CLIMA  B

Argomento 1

Uniformità

Argomento 2

Trattazione

Argomento 3

Uniformità flora e fauna

Argomento 4

Testimonianza mammut congelati

Argomento 5 

Clima mutato nel settentrione

Argomento 6

La scienza conferma la Bibbia

Argomento 7

Testimonianza fissili

Argomento 8

Congelamento istantaneo

Argomento 9

Antartide tropicale

Argomento 10

Confermato il cambiamento atmosferico

 

 

UNIFORMITÀ

"Da principio non ci fu che una leggera differenza di temperatura, fra estate e inverno. In Groenlandia sono stati dissotterrati alberi di fichi alla latitudine di 70° nord e in Siberia palme."

 

 

TRATTAZIONE

 

2 Pietro 3:5: "...sfugge alla loro attenzione questo fatto, che dai tempi antichi vi erano i cieli e una terra situata solidamente fuori dell'acqua e nel mezzo dell'acqua..."

La terra nei giorni antidiluviani era "fuori dell’acqua" nel senso che il suolo su cui gli uomini vivevano e camminavano era al di sopra delle acque dei mari e dei fiumi. Tuttavia, era "nel mezzo dell’acqua", poiché una gran quantità d’essa circondava la terra, sospesa in alto sopra la sua superficie. "Ma", potrebbe osservare qualcuno, "tale volta acquea sospesa sopra la terra avrebbe notevolmente influito sul clima della terra". Proprio così! I raggi di luce e calore del sole sarebbero stati propagati dalla volta di vapore, mentre questa immensa volta avrebbe impedito al calore di andarsene. Tale "effetto da serra" avrebbe così prodotto un clima più mite e uniforme in tutta la terra.
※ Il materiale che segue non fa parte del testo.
//! Replication Configuration
//!
//! Configuration for replication threads and the async replicator.

use crate::domain::ports::ClientConfig;
use crate::domain::value_objects::{NodeUid, ServerId};
use std::time::Duration;

/// Tuning knobs shared by every replication thread.
#[derive(Debug, Clone)]
pub struct ReplThreadConfig {
    /// Application name reported to followers (default: "docdb_replicator")
    pub app_name: String,

    /// Network timeout for live update calls (default: 20s)
    pub updates_timeout: Duration,

    /// Timeout for each call issued while syncing a namespace (default: 60s)
    pub sync_timeout: Duration,

    /// Delay before a failed node is retried (default: 3s)
    pub retry_sync_interval: Duration,

    /// Delay before retrying a node whose namespace is being copied (default: 2s)
    pub ns_copy_retry_interval: Duration,

    /// Granularity of backoff sleeps (default: 150ms)
    pub backoff_step: Duration,

    /// Pause between remote role checks (default: 150ms)
    pub role_switch_step: Duration,

    /// Attempts to observe the expected remote role (default: 50)
    pub max_role_switch_retries: usize,

    /// Namespace syncs allowed at once per thread, 0 for unlimited (default: 2)
    pub parallel_syncs_per_thread: usize,

    /// Batched updates in flight per node (default: 100)
    pub batching_routines_count: usize,

    /// Deepest WAL tail served before falling back to a full snapshot (default: 1000)
    pub max_wal_depth_on_force_sync: i64,

    /// Ask followers for compressed traffic (default: false)
    pub enable_compression: bool,

    /// Timeout of the liveness probe (default: 5s)
    pub status_timeout: Duration,
}

impl Default for ReplThreadConfig {
    fn default() -> Self {
        Self {
            app_name: "docdb_replicator".to_string(),
            updates_timeout: Duration::from_secs(20),
            sync_timeout: Duration::from_secs(60),
            retry_sync_interval: Duration::from_millis(3000),
            ns_copy_retry_interval: Duration::from_millis(2000),
            backoff_step: Duration::from_millis(150),
            role_switch_step: Duration::from_millis(150),
            max_role_switch_retries: 50,
            parallel_syncs_per_thread: 2,
            batching_routines_count: 100,
            max_wal_depth_on_force_sync: 1000,
            enable_compression: false,
            status_timeout: Duration::from_secs(5),
        }
    }
}

impl ReplThreadConfig {
    pub fn new() -> Self {
        Self::default()
    }

    /// Set the application name.
    pub fn app_name(mut self, name: impl Into<String>) -> Self {
        self.app_name = name.into();
        self
    }

    /// Set the retry interval after a failed node routine.
    pub fn retry_sync_interval(mut self, interval: Duration) -> Self {
        self.retry_sync_interval = interval;
        self
    }

    /// Set the retry interval used while a namespace is being copied.
    pub fn ns_copy_retry_interval(mut self, interval: Duration) -> Self {
        self.ns_copy_retry_interval = interval;
        self
    }

    /// Set the backoff sleep granularity.
    pub fn backoff_step(mut self, step: Duration) -> Self {
        self.backoff_step = step;
        self
    }

    /// Set the remote role polling step and retry count.
    pub fn role_switch(mut self, step: Duration, max_retries: usize) -> Self {
        self.role_switch_step = step;
        self.max_role_switch_retries = max_retries;
        self
    }

    /// Set the per-thread namespace sync limit.
    pub fn parallel_syncs_per_thread(mut self, count: usize) -> Self {
        self.parallel_syncs_per_thread = count;
        self
    }

    /// Set the number of batched updates in flight.
    pub fn batching_routines_count(mut self, count: usize) -> Self {
        self.batching_routines_count = count;
        self
    }

    /// Set the deepest WAL tail used for incremental sync.
    pub fn max_wal_depth_on_force_sync(mut self, depth: i64) -> Self {
        self.max_wal_depth_on_force_sync = depth;
        self
    }

    /// Set sync and updates timeouts.
    pub fn timeouts(mut self, updates: Duration, sync: Duration) -> Self {
        self.updates_timeout = updates;
        self.sync_timeout = sync;
        self
    }

    /// Ask followers for compressed traffic.
    pub fn compression(mut self, enabled: bool) -> Self {
        self.enable_compression = enabled;
        self
    }

    pub fn status_timeout(mut self, timeout: Duration) -> Self {
        self.status_timeout = timeout;
        self
    }

    /// Validate the configuration.
    pub fn validate(&self) -> Result<(), ConfigError> {
        if self.app_name.is_empty() {
            return Err(ConfigError::MissingAppName);
        }
        if self.batching_routines_count == 0 {
            return Err(ConfigError::ZeroBatchingRoutines);
        }
        if self.backoff_step.is_zero() || self.role_switch_step.is_zero() {
            return Err(ConfigError::ZeroStep);
        }
        if self.max_role_switch_retries == 0 {
            return Err(ConfigError::ZeroRoleSwitchRetries);
        }
        Ok(())
    }

    /// Session settings for follower clients.
    pub fn client_config(&self) -> ClientConfig {
        ClientConfig {
            app_name: self.app_name.clone(),
            net_timeout: self.updates_timeout,
            enable_compression: self.enable_compression,
        }
    }
}

/// A follower node as seen by a replication thread.
#[derive(Debug, Clone, PartialEq, Eq)]
pub struct NodeConfig {
    pub uid: NodeUid,
    pub server_id: ServerId,
    pub dsn: String,
}

impl NodeConfig {
    pub fn new(uid: NodeUid, server_id: ServerId, dsn: impl Into<String>) -> Self {
        Self {
            uid,
            server_id,
            dsn: dsn.into(),
        }
    }
}

/// Which leaders a follower of async replication accepts.
#[derive(Debug, Clone, Copy, Default, PartialEq, Eq)]
pub enum AsyncReplMode {
    #[default]
    Default,
    /// Replicate only while the local node leads its sync cluster.
    FromClusterLeader,
}

/// Role of the local node in async replication.
#[derive(Debug, Clone, Copy, Default, PartialEq, Eq)]
pub enum AsyncReplRole {
    #[default]
    None,
    Leader,
    Follower,
}

#[derive(Debug, Clone, PartialEq, Eq)]
pub struct AsyncNodeConfig {
    pub server_id: ServerId,
    pub dsn: String,
    /// Namespaces replicated to this node; `None` inherits the global list.
    pub namespaces: Option<Vec<String>>,
    pub mode: AsyncReplMode,
}

impl AsyncNodeConfig {
    pub fn new(server_id: ServerId, dsn: impl Into<String>) -> Self {
        Self {
            server_id,
            dsn: dsn.into(),
            namespaces: None,
            mode: AsyncReplMode::Default,
        }
    }

    pub fn namespaces(mut self, namespaces: Vec<String>) -> Self {
        self.namespaces = Some(namespaces);
        self
    }

    pub fn mode(mut self, mode: AsyncReplMode) -> Self {
        self.mode = mode;
        self
    }
}

/// Configuration of the async replicator.
#[derive(Debug, Clone)]
pub struct AsyncReplConfig {
    pub role: AsyncReplRole,
    pub nodes: Vec<AsyncNodeConfig>,
    /// Namespaces replicated to nodes without their own list; empty means all.
    pub namespaces: Vec<String>,
    /// Replication threads, 0 for the default of 4
    pub threads_count: usize,
    pub thread: ReplThreadConfig,
}

impl AsyncReplConfig {
    pub fn leader(nodes: Vec<AsyncNodeConfig>) -> Self {
        Self {
            role: AsyncReplRole::Leader,
            nodes,
            namespaces: Vec::new(),
            threads_count: 0,
            thread: ReplThreadConfig::default(),
        }
    }

    pub fn namespaces(mut self, namespaces: Vec<String>) -> Self {
        self.namespaces = namespaces;
        self
    }

    pub fn threads_count(mut self, count: usize) -> Self {
        self.threads_count = count;
        self
    }

    pub fn thread(mut self, thread: ReplThreadConfig) -> Self {
        self.thread = thread;
        self
    }

    /// Validate the configuration.
    pub fn validate(&self) -> Result<(), ConfigError> {
        self.thread.validate()?;
        if self.role == AsyncReplRole::Leader {
            for (i, node) in self.nodes.iter().enumerate() {
                if node.dsn.is_empty() {
                    return Err(ConfigError::MissingDsn(i));
                }
            }
        }
        Ok(())
    }
}

/// A follower of the synchronous cluster.
#[derive(Debug, Clone, PartialEq, Eq)]
pub struct ClusterNodeConfig {
    pub server_id: ServerId,
    pub dsn: String,
}

impl ClusterNodeConfig {
    pub fn new(server_id: ServerId, dsn: impl Into<String>) -> Self {
        Self {
            server_id,
            dsn: dsn.into(),
        }
    }
}

/// Configuration of the synchronous cluster replication thread.
#[derive(Debug, Clone, Default)]
pub struct ClusterConfig {
    /// Every cluster member except the local one.
    pub nodes: Vec<ClusterNodeConfig>,
    /// Namespaces replicated by the cluster; empty means all.
    pub namespaces: Vec<String>,
    pub thread: ReplThreadConfig,
}

impl ClusterConfig {
    pub fn new(nodes: Vec<ClusterNodeConfig>) -> Self {
        Self {
            nodes,
            ..Default::default()
        }
    }

    pub fn namespaces(mut self, namespaces: Vec<String>) -> Self {
        self.namespaces = namespaces;
        self
    }

    pub fn thread(mut self, thread: ReplThreadConfig) -> Self {
        self.thread = thread;
        self
    }

    /// Cluster size, local node included.
    pub fn total_nodes(&self) -> usize {
        self.nodes.len() + 1
    }

    /// Validate the configuration.
    pub fn validate(&self) -> Result<(), ConfigError> {
        self.thread.validate()?;
        for (i, node) in self.nodes.iter().enumerate() {
            if node.dsn.is_empty() {
                return Err(ConfigError::MissingDsn(i));
            }
        }
        Ok(())
    }
}

/// Configuration validation errors.
#[derive(Debug, Clone, PartialEq, Eq, thiserror::Error)]
pub enum ConfigError {
    #[error("app_name is required")]
    MissingAppName,
    #[error("batching_routines_count must be positive")]
    ZeroBatchingRoutines,
    #[error("backoff and role switch steps must be positive")]
    ZeroStep,
    #[error("max_role_switch_retries must be positive")]
    ZeroRoleSwitchRetries,
    #[error("node #{0} has no dsn")]
    MissingDsn(usize),
}

#[cfg(test)]
mod tests {
    use super::*;

    #[test]
    fn test_default_config() {
        let config = ReplThreadConfig::default();
        assert_eq!(config.role_switch_step, Duration::from_millis(150));
        assert_eq!(config.ns_copy_retry_interval, Duration::from_millis(2000));
        assert_eq!(config.max_role_switch_retries, 50);
        assert!(config.validate().is_ok());
    }

    #[test]
    fn test_builder_pattern() {
        let config = ReplThreadConfig::new()
            .app_name("test")
            .retry_sync_interval(Duration::from_millis(20))
            .role_switch(Duration::from_millis(5), 10)
            .batching_routines_count(4);

        assert_eq!(config.app_name, "test");
        assert_eq!(config.retry_sync_interval, Duration::from_millis(20));
        assert_eq!(config.max_role_switch_retries, 10);
        assert_eq!(config.client_config().app_name, "test");
    }

    #[test]
    fn test_validate_zero_batching() {
        let config = ReplThreadConfig::new().batching_routines_count(0);
        assert_eq!(config.validate(), Err(ConfigError::ZeroBatchingRoutines));
    }

    #[test]
    fn test_validate_zero_step() {
        let config = ReplThreadConfig::new().backoff_step(Duration::ZERO);
        assert_eq!(config.validate(), Err(ConfigError::ZeroStep));
    }

    #[test]
    fn test_validate_missing_dsn() {
        let config = AsyncReplConfig::leader(vec![
            AsyncNodeConfig::new(ServerId(2), "mem://follower"),
            AsyncNodeConfig::new(ServerId(3), ""),
        ]);
        assert_eq!(config.validate(), Err(ConfigError::MissingDsn(1)));
    }

    #[test]
    fn test_cluster_config() {
        let config = ClusterConfig::new(vec![
            ClusterNodeConfig::new(ServerId(2), "mem://b"),
            ClusterNodeConfig::new(ServerId(3), "mem://c"),
        ])
        .namespaces(vec!["items".into()]);
        assert_eq!(config.total_nodes(), 3);
        assert!(config.validate().is_ok());

        let config = ClusterConfig::new(vec![ClusterNodeConfig::new(ServerId(2), "")]);
        assert_eq!(config.validate(), Err(ConfigError::MissingDsn(0)));
    }
}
Il biologo harold K. Blum spiegò questo effetto del vapore acqueo sul clima, dicendo: "Come i caldi vetri della serra tendono a elevare la temperatura interna, il vapore acqueo tende a elevare quello della superficie terrestre sotto di esso.

Questa superficie, o qualsiasi oggetto su di essa, scambia di continuo radiazioni con il vapore acqueo dell’atmosfera, per cui la temperatura della superficie dipende strettamente dalla quantità e dalla temperatura di questo vapore". Che il clima della terra fosse un tempo uniformemente caldo è comunemente riconosciuto. In un articolo sui dinosauri, Scientific Monthly dell’agosto 1949 osservò: "In quei giorni la terra aveva un clima tropicale o subtropicale su gran parte della terraferma, e nelle vaste zone tropicali c’era lussureggiante vegetazione in abbondanza. Il suolo era basso e non c’erano alti monti che costituissero barriere fisiche o climatiche". Riguardo al continente antartico ora ghiacciato la rivista francese Science et Vie, nel suo numero del luglio 1966, disse che almeno sessantuno piante crescevano allora nell’Antartide. Com’è perciò coerente la spiegazione biblica, secondo cui sopra la terra era sospesa una massa d’acqua al principio della storia dell’uomo! Questo vapore acqueo avrebbe creato il clima uniformemente caldo che si sa esistette un tempo in tutta la terra.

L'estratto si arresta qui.